Nitrate uptake and Northern analysis of expression of nirA in strains PCC 7120, EF116B, CSE27, and CSE27B. (A) Ammonium-grown cells of strains PCC7120 (closed diamonds), EF116B (open diamonds), CSE27 (closed triangles), and CSE27B (open triangles) were washed, resuspended in BG11 medium (17.6 mM NaNO₃), and incubated for 4 h as indicated in Materials and Methods for derepression of the nitrate assimilation system. Cells were then harvested and used for nitrate uptake assays (see Materials and Methods).

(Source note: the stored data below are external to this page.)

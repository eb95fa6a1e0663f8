// In-memory OAuth token state.
//
// Pure bookkeeping: deciding whether a grant is needed and applying a
// grant response. The network side lives in `oauth.rs`.

use chrono::{DateTime, Duration, Utc};
use secrecy::SecretString;
use serde::{Deserialize, Deserializer};

/// Lifetime assumed when the token response omits `expires_in` (10 days).
pub const DEFAULT_TOKEN_LIFETIME_SECS: i64 = 864_000;

/// Refresh this many seconds before the recorded expiry.
pub const REFRESH_MARGIN_SECS: i64 = 300;

/// Upper bound on a granted lifetime (ten years); keeps the expiry arithmetic in range.
const MAX_TOKEN_LIFETIME_SECS: i64 = 10 * 365 * 24 * 3600;

/// Token endpoint response body.
#[derive(Debug, Deserialize)]
pub(crate) struct TokenGrant {
    pub access_token: String,
    #[serde(default)]
    pub refresh_token: Option<String>,
    #[serde(default = "default_lifetime", deserialize_with = "lifetime_secs")]
    pub expires_in: i64,
}

fn default_lifetime() -> i64 {
    DEFAULT_TOKEN_LIFETIME_SECS
}

/// `expires_in` may arrive as any JSON number; `null` means the default.
fn lifetime_secs<'de, D: Deserializer<'de>>(deserializer: D) -> Result<i64, D::Error> {
    let Some(secs) = Option::<f64>::deserialize(deserializer)? else {
        return Ok(DEFAULT_TOKEN_LIFETIME_SECS);
    };
    #[allow(clippy::cast_possible_truncation, clippy::cast_precision_loss, clippy::as_conversions)]
    let clamped = secs.round().clamp(0.0, MAX_TOKEN_LIFETIME_SECS as f64) as i64;
    Ok(clamped)
}

/// What the refresh guard has to do before an authenticated call.
#[derive(Debug)]
pub(crate) enum TokenAction {
    /// No usable grant on record -- run the password grant.
    Authenticate,
    /// Inside the refresh margin -- run the refresh-token grant.
    Refresh(SecretString),
    /// Current access token is good.
    Valid,
}

/// `{ access_token, refresh_token, expires_at }` for one client.
///
/// `access_token` and `expires_at` are always set and cleared together.
#[derive(Debug, Default)]
pub(crate) struct TokenState {
    access_token: Option<SecretString>,
    refresh_token: Option<SecretString>,
    expires_at: Option<DateTime<Utc>>,
}

impl TokenState {
    pub fn access_token(&self) -> Option<&SecretString> {
        self.access_token.as_ref()
    }

    pub fn expires_at(&self) -> Option<DateTime<Utc>> {
        self.expires_at
    }

    pub fn next_action(&self, now: DateTime<Utc>) -> TokenAction {
        let (Some(expires_at), Some(refresh)) = (self.expires_at, self.refresh_token.as_ref())
        else {
            return TokenAction::Authenticate;
        };

        if now >= expires_at - Duration::seconds(REFRESH_MARGIN_SECS) {
            TokenAction::Refresh(refresh.clone())
        } else {
            TokenAction::Valid
        }
    }

    /// Record a successful grant issued at `now`.
    ///
    /// A grant without a `refresh_token` keeps the previous one.
    pub fn apply(&mut self, grant: TokenGrant, now: DateTime<Utc>) {
        self.access_token = Some(SecretString::from(grant.access_token));
        if let Some(refresh) = grant.refresh_token {
            self.refresh_token = Some(SecretString::from(refresh));
        }
        let lifetime = grant.expires_in.clamp(0, MAX_TOKEN_LIFETIME_SECS);
        self.expires_at = Some(now + Duration::seconds(lifetime));
    }

    pub fn clear(&mut self) {
        *self = Self::default();
    }
}

#[cfg(test)]
mod tests {
    use secrecy::ExposeSecret;

    use super::*;

    fn grant(expires_in: i64) -> TokenGrant {
        TokenGrant {
            access_token: "T1".into(),
            refresh_token: Some("R1".into()),
            expires_in,
        }
    }

    fn at(secs: i64) -> DateTime<Utc> {
        DateTime::from_timestamp(1_700_000_000 + secs, 0).unwrap_or_default()
    }

    #[test]
    fn empty_state_requires_authentication() {
        let state = TokenState::default();
        assert!(matches!(state.next_action(at(0)), TokenAction::Authenticate));
        assert!(state.access_token().is_none());
    }

    #[test]
    fn missing_refresh_token_requires_authentication() {
        let mut state = TokenState::default();
        state.apply(
            TokenGrant {
                access_token: "T1".into(),
                refresh_token: None,
                expires_in: 3600,
            },
            at(0),
        );
        assert!(matches!(state.next_action(at(1)), TokenAction::Authenticate));
    }

    #[test]
    fn refresh_boundary_is_five_minutes_before_expiry() {
        let mut state = TokenState::default();
        state.apply(grant(3600), at(0));
        assert_eq!(state.expires_at(), Some(at(3600)));

        assert!(matches!(state.next_action(at(0)), TokenAction::Valid));
        assert!(matches!(state.next_action(at(3600 - 301)), TokenAction::Valid));
        assert!(matches!(state.next_action(at(3600 - 300)), TokenAction::Refresh(_)));
        assert!(matches!(state.next_action(at(3600 - 240)), TokenAction::Refresh(_)));
        assert!(matches!(state.next_action(at(7200)), TokenAction::Refresh(_)));
    }

    #[test]
    fn refresh_action_carries_stored_refresh_token() {
        let mut state = TokenState::default();
        state.apply(grant(100), at(0));
        match state.next_action(at(0)) {
            TokenAction::Refresh(token) => assert_eq!(token.expose_secret(), "R1"),
            other => panic!("expected refresh, got {other:?}"),
        }
    }

    #[test]
    fn grant_without_refresh_token_keeps_previous_one() {
        let mut state = TokenState::default();
        state.apply(grant(100), at(0));
        state.apply(
            TokenGrant {
                access_token: "T2".into(),
                refresh_token: None,
                expires_in: 100,
            },
            at(50),
        );
        assert_eq!(state.access_token().map(|t| t.expose_secret().to_owned()).as_deref(), Some("T2"));
        assert!(matches!(state.next_action(at(50)), TokenAction::Refresh(_)));
    }

    #[test]
    fn grant_response_defaults_lifetime() {
        let parsed: TokenGrant =
            serde_json::from_str(r#"{"access_token":"T1","refresh_token":"R1"}"#).expect("parses");
        assert_eq!(parsed.expires_in, DEFAULT_TOKEN_LIFETIME_SECS);

        let parsed: TokenGrant =
            serde_json::from_str(r#"{"access_token":"T1","expires_in":null}"#).expect("parses");
        assert_eq!(parsed.expires_in, DEFAULT_TOKEN_LIFETIME_SECS);
    }

    #[test]
    fn grant_response_accepts_fractional_lifetime() {
        let parse = |raw: &str| -> i64 {
            serde_json::from_str::<TokenGrant>(raw)
                .expect("parses")
                .expires_in
        };
        assert_eq!(parse(r#"{"access_token":"T1","expires_in":100.0}"#), 100);
        assert_eq!(parse(r#"{"access_token":"T1","expires_in":99.6}"#), 100);
        assert_eq!(parse(r#"{"access_token":"T1","expires_in":3600}"#), 3600);
        assert_eq!(parse(r#"{"access_token":"T1","expires_in":-5}"#), 0);
    }

    #[test]
    fn clear_resets_everything() {
        let mut state = TokenState::default();
        state.apply(grant(100), at(0));
        state.clear();
        assert!(state.access_token().is_none());
        assert!(state.expires_at().is_none());
        assert!(matches!(state.next_action(at(0)), TokenAction::Authenticate));
    }
}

At the indicated times, nitrate was measured by HPLC, using aliquots withdrawn from the assay mixture. (B) Hybridization assays were carried out using RNAs isolated from cells of the indicated strains grown with ammonium (NH₄⁺) or grown with ammonium and incubated for 4 h in medium containing nitrate (NO₃⁻) or no combined nitrogen (−N). Fragment b in Fig. 1 was used as the nirA probe (see Materials and Methods). Hybridization to rnpB (40) served as a loading and transfer control (lower panel). The positions and sizes (in kb) of some size standards are shown on the left.